§ **Problem description**: Please give back, word for word, each line from the start of the entries through the one in which "pub fn is_not_found(&self)" is found.

#### Listed records

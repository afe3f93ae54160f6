//! errors.rs
//! Errores de negocio que los servicios devuelven a los handlers.

use actix_web::{http::StatusCode, HttpResponse, ResponseError};
use serde_json::json;
use thiserror::Error;

pub type ServiceResult<T> = Result<T, ServiceError>;

#[derive(Debug, Error)]
pub enum ServiceError {
    /// La entidad referenciada no existe. Aborta antes de cualquier escritura.
    #[error("{entity} with {key} = {value} not found")]
    NotFound {
        entity: &'static str,
        key: &'static str,
        value: String,
    },

    #[error("{0}")]
    Validation(String),

    #[error("{0}")]
    Conflict(String),

    #[error(transparent)]
    Storage(#[from] anyhow::Error),
}

impl ServiceError {
    pub fn not_found(entity: &'static str, key: &'static str, value: impl ToString) -> Self {
        ServiceError::NotFound {
            entity,
            key,
            value: value.to_string(),
        }
    }

    pub fn is_not_found(&self) -> bool {
        matches!(self, ServiceError::NotFound { .. })
    }
}

impl ResponseError for ServiceError {
    fn status_code(&self) -> StatusCode {
        match self {
            ServiceError::NotFound { .. } => StatusCode::NOT_FOUND,
            ServiceError::Validation(_) => StatusCode::BAD_REQUEST,
            ServiceError::Conflict(_) => StatusCode::CONFLICT,
            ServiceError::Storage(_) => StatusCode::INTERNAL_SERVER_ERROR,
        }
    }

    fn error_response(&self) -> HttpResponse {
        HttpResponse::build(self.status_code()).json(json!({
            "success": false,
            "error": self.to_string()
        }))
    }
}
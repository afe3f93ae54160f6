use std::sync::Arc;

use chrono::Utc;

use crate::{
    errors::{ServiceError, ServiceResult},
    models::contact_model::{Contact, CreateOrUpdateContact},
    repositories::{CampaignRepository, ContactRepository},
};

#[derive(Clone)]
pub struct ContactService {
    contacts: Arc<dyn ContactRepository>,
    campaigns: Arc<dyn CampaignRepository>,
}

impl ContactService {
    pub fn new(contacts: Arc<dyn ContactRepository>, campaigns: Arc<dyn CampaignRepository>) -> Self {
        Self { contacts, campaigns }
    }

    pub async fn list(&self) -> ServiceResult<Vec<Contact>> {
        Ok(self.contacts.find_all().await?)
    }

    pub async fn get(&self, id: i64) -> ServiceResult<Contact> {
        self.contacts
            .find_by_id(id)
            .await?
            .ok_or_else(|| ServiceError::not_found("Contact", "id", id))
    }

    pub async fn save(&self, req: CreateOrUpdateContact) -> ServiceResult<Contact> {
        let email = normalize_email(&req.email)?;
        self.ensure_email_free(&email, None).await?;
        Ok(self.contacts.create(&email, req.name.trim()).await?)
    }

    /// No guarda nada si el contacto no existe
    pub async fn update(&self, id: i64, req: CreateOrUpdateContact) -> ServiceResult<Contact> {
        let mut contact = self.get(id).await?;
        let email = normalize_email(&req.email)?;
        self.ensure_email_free(&email, Some(id)).await?;

        contact.email = email;
        contact.name = req.name.trim().to_string();
        contact.updated_at = Utc::now();
        Ok(self.contacts.update(&contact).await?)
    }

    /// Un contacto que ya recibió una campaña no se puede borrar
    pub async fn delete(&self, id: i64) -> ServiceResult<()> {
        self.get(id).await?;
        let used = self.campaigns.count_by_contact(id).await?;
        if used > 0 {
            return Err(ServiceError::Conflict(format!(
                "Contact with id = {id} is referenced by {used} campaign(s)"
            )));
        }
        if !self.contacts.delete(id).await? {
            return Err(ServiceError::not_found("Contact", "id", id));
        }
        Ok(())
    }

    async fn ensure_email_free(&self, email: &str, owner: Option<i64>) -> ServiceResult<()> {
        match self.contacts.find_by_email(email).await? {
            Some(existing) if Some(existing.id) != owner => Err(ServiceError::Conflict(format!(
                "Contact with email = {email} already exists"
            ))),
            _ => Ok(()),
        }
    }
}

fn normalize_email(email: &str) -> ServiceResult<String> {
    let email = email.trim();
    if email.is_empty() || !email.contains('@') {
        return Err(ServiceError::Validation(format!("Invalid email: '{email}'")));
    }
    Ok(email.to_string())
}
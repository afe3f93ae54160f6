use std::{collections::BTreeSet, sync::Arc};

use chrono::Utc;

use crate::{
    errors::{ServiceError, ServiceResult},
    models::{
        contact_model::Contact,
        segment_model::{CreateOrUpdateSegment, Segment},
        user_model::User,
    },
    repositories::{CampaignRepository, ContactRepository, SegmentRepository, UserRepository},
};

#[derive(Clone)]
pub struct SegmentService {
    segments: Arc<dyn SegmentRepository>,
    contacts: Arc<dyn ContactRepository>,
    users: Arc<dyn UserRepository>,
    campaigns: Arc<dyn CampaignRepository>,
}

impl SegmentService {
    pub fn new(
        segments: Arc<dyn SegmentRepository>,
        contacts: Arc<dyn ContactRepository>,
        users: Arc<dyn UserRepository>,
        campaigns: Arc<dyn CampaignRepository>,
    ) -> Self {
        Self {
            segments,
            contacts,
            users,
            campaigns,
        }
    }

    pub async fn list(&self) -> ServiceResult<Vec<Segment>> {
        Ok(self.segments.find_all().await?)
    }

    pub async fn get(&self, id: i64) -> ServiceResult<Segment> {
        self.segments
            .find_by_id(id)
            .await?
            .ok_or_else(|| ServiceError::not_found("Segment", "id", id))
    }

    pub async fn save(&self, req: CreateOrUpdateSegment) -> ServiceResult<Segment> {
        let user = self.user_by_username(&req.username).await?;
        let members = self.contacts_by_email(&req.contacts).await?;
        let ids: Vec<i64> = members.iter().map(|c| c.id).collect();

        Ok(self.segments.create(&req.name, user.id, &ids).await?)
    }

    /// Reemplaza nombre, dueño y miembros del segmento
    pub async fn update(&self, id: i64, req: CreateOrUpdateSegment) -> ServiceResult<Segment> {
        let mut segment = self.get(id).await?;
        segment.user_id = self.user_by_username(&req.username).await?.id;
        segment.contacts = self.contacts_by_email(&req.contacts).await?;
        segment.name = req.name;
        segment.updated_at = Utc::now();
        Ok(self.segments.update(&segment).await?)
    }

    pub async fn add_contacts(&self, id: i64, emails: &BTreeSet<String>) -> ServiceResult<Segment> {
        let mut segment = self.get(id).await?;
        for contact in self.contacts_by_email(emails).await? {
            if !segment.contacts.iter().any(|c| c.id == contact.id) {
                segment.contacts.push(contact);
            }
        }
        segment.updated_at = Utc::now();
        Ok(self.segments.update(&segment).await?)
    }

    /// Un segmento usado por alguna campaña no se puede borrar
    pub async fn delete(&self, id: i64) -> ServiceResult<()> {
        self.get(id).await?;
        let used = self.campaigns.count_by_segment(id).await?;
        if used > 0 {
            return Err(ServiceError::Conflict(format!(
                "Segment with id = {id} is referenced by {used} campaign(s)"
            )));
        }
        if !self.segments.delete(id).await? {
            return Err(ServiceError::not_found("Segment", "id", id));
        }
        Ok(())
    }

    async fn user_by_username(&self, username: &str) -> ServiceResult<User> {
        self.users
            .find_by_username(username)
            .await?
            .ok_or_else(|| ServiceError::not_found("User", "username", username))
    }

    /// Busca todos los emails y reporta juntos los que no existen
    async fn contacts_by_email(&self, emails: &BTreeSet<String>) -> ServiceResult<Vec<Contact>> {
        let mut found = Vec::with_capacity(emails.len());
        let mut missing = Vec::new();
        for email in emails {
            match self.contacts.find_by_email(email).await? {
                Some(contact) => found.push(contact),
                None => missing.push(email.as_str()),
            }
        }

        if !missing.is_empty() {
            return Err(ServiceError::not_found(
                "Contacts",
                "email",
                missing.join(", "),
            ));
        }
        Ok(found)
    }
}
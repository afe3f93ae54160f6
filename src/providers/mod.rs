//! providers/mod.rs
//! Transportes de correo. El pipeline de campañas sólo conoce el trait
//! `MailSender`; la implementación concreta se elige por configuración.

pub mod log_sender;
pub mod resend_sender;
pub mod smtp_sender;

use std::sync::Arc;

use anyhow::Result;
use async_trait::async_trait;
use thiserror::Error;

use crate::{
    config::app_config::{MailConfig, MailTransport},
    models::mail_model::MailMessage,
};

pub use log_sender::LogMailSender;
pub use resend_sender::ResendMailSender;
pub use smtp_sender::SmtpMailSender;

/// Fallo de transporte al enviar un mensaje. Conserva el mensaje intentado.
#[derive(Debug, Error)]
#[error("Failed to send mail to {}: {source}", .message.to)]
pub struct SendMailError {
    pub message: MailMessage,
    #[source]
    pub source: Box<dyn std::error::Error + Send + Sync>,
}

impl SendMailError {
    pub fn new(
        message: &MailMessage,
        source: impl Into<Box<dyn std::error::Error + Send + Sync>>,
    ) -> Self {
        Self {
            message: message.clone(),
            source: source.into(),
        }
    }
}

#[async_trait]
pub trait MailSender: Send + Sync {
    async fn send(&self, message: &MailMessage) -> Result<(), SendMailError>;
}

/// Construye el transporte configurado en `MAIL_TRANSPORT`
pub fn build_sender(config: &MailConfig) -> Result<Arc<dyn MailSender>> {
    let sender: Arc<dyn MailSender> = match &config.transport {
        MailTransport::Log => Arc::new(LogMailSender),
        MailTransport::Smtp(smtp) => Arc::new(SmtpMailSender::new(smtp)?),
        MailTransport::Resend(resend) => Arc::new(ResendMailSender::new(resend)),
    };
    Ok(sender)
}
use chrono::{DateTime, Utc};
use serde::{Deserialize, Serialize};

#[derive(Debug, Clone, PartialEq, Serialize, Deserialize)]
pub struct Template {
    pub id: i64,
    pub name: String,
    pub favorite: bool,
    pub user_id: i64,
    pub created_at: DateTime<Utc>,
    pub updated_at: DateTime<Utc>,
}

/// Versión del cuerpo de un template. `about` es el asunto del correo.
#[derive(Debug, Clone, PartialEq, Serialize, Deserialize)]
pub struct TemplateContent {
    pub id: i64,
    pub template_id: i64,
    pub about: String,
    pub content: String,
    pub created_at: DateTime<Utc>,
}

#[derive(Debug, Clone, Deserialize)]
pub struct CreateOrUpdateTemplate {
    pub username: String,
    pub name: String,
    #[serde(default)]
    pub favorite: bool,
    pub about: String,
    pub content: String,
}

/// Template junto con su contenido más reciente
#[derive(Debug, Clone, Serialize)]
pub struct TemplateResponse {
    #[serde(flatten)]
    pub template: Template,
    pub latest_content: Option<TemplateContent>,
}
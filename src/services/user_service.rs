use std::sync::Arc;

use crate::{
    errors::{ServiceError, ServiceResult},
    models::user_model::{CreateUser, User},
    repositories::UserRepository,
};

#[derive(Clone)]
pub struct UserService {
    users: Arc<dyn UserRepository>,
}

impl UserService {
    pub fn new(users: Arc<dyn UserRepository>) -> Self {
        Self { users }
    }

    pub async fn create(&self, req: CreateUser) -> ServiceResult<User> {
        let username = req.username.trim();
        if username.is_empty() {
            return Err(ServiceError::Validation("username is required".to_string()));
        }
        if self.users.find_by_username(username).await?.is_some() {
            return Err(ServiceError::Conflict(format!(
                "User with username = {username} already exists"
            )));
        }
        Ok(self.users.create(username).await?)
    }

    pub async fn get_by_username(&self, username: &str) -> ServiceResult<User> {
        self.users
            .find_by_username(username)
            .await?
            .ok_or_else(|| ServiceError::not_found("User", "username", username))
    }
}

########

§ **Expected answer**:
repository afe3f93ae54160f6
//! errors.rs
//! Errores de negocio que los servicios devuelven a los handlers.

use actix_web::{http::StatusCode, HttpResponse, ResponseError};
use serde_json::json;
use thiserror::Error;

pub type ServiceResult<T> = Result<T, ServiceError>;

#[derive(Debug, Error)]
pub enum ServiceError {
    /// La entidad referenciada no existe. Aborta antes de cualquier escritura.
    #[error("{entity} with {key} = {value} not found")]
    NotFound {
        entity: &'static str,
        key: &'static str,
        value: String,
    },

    #[error("{0}")]
    Validation(String),

    #[error("{0}")]
    Conflict(String),

    #[error(transparent)]
    Storage(#[from] anyhow::Error),
}

impl ServiceError {
    pub fn not_found(entity: &'static str, key: &'static str, value: impl ToString) -> Self {
        ServiceError::NotFound {
            entity,
            key,
            value: value.to_string(),
        }
    }

    pub fn is_not_found(&self) -> bool {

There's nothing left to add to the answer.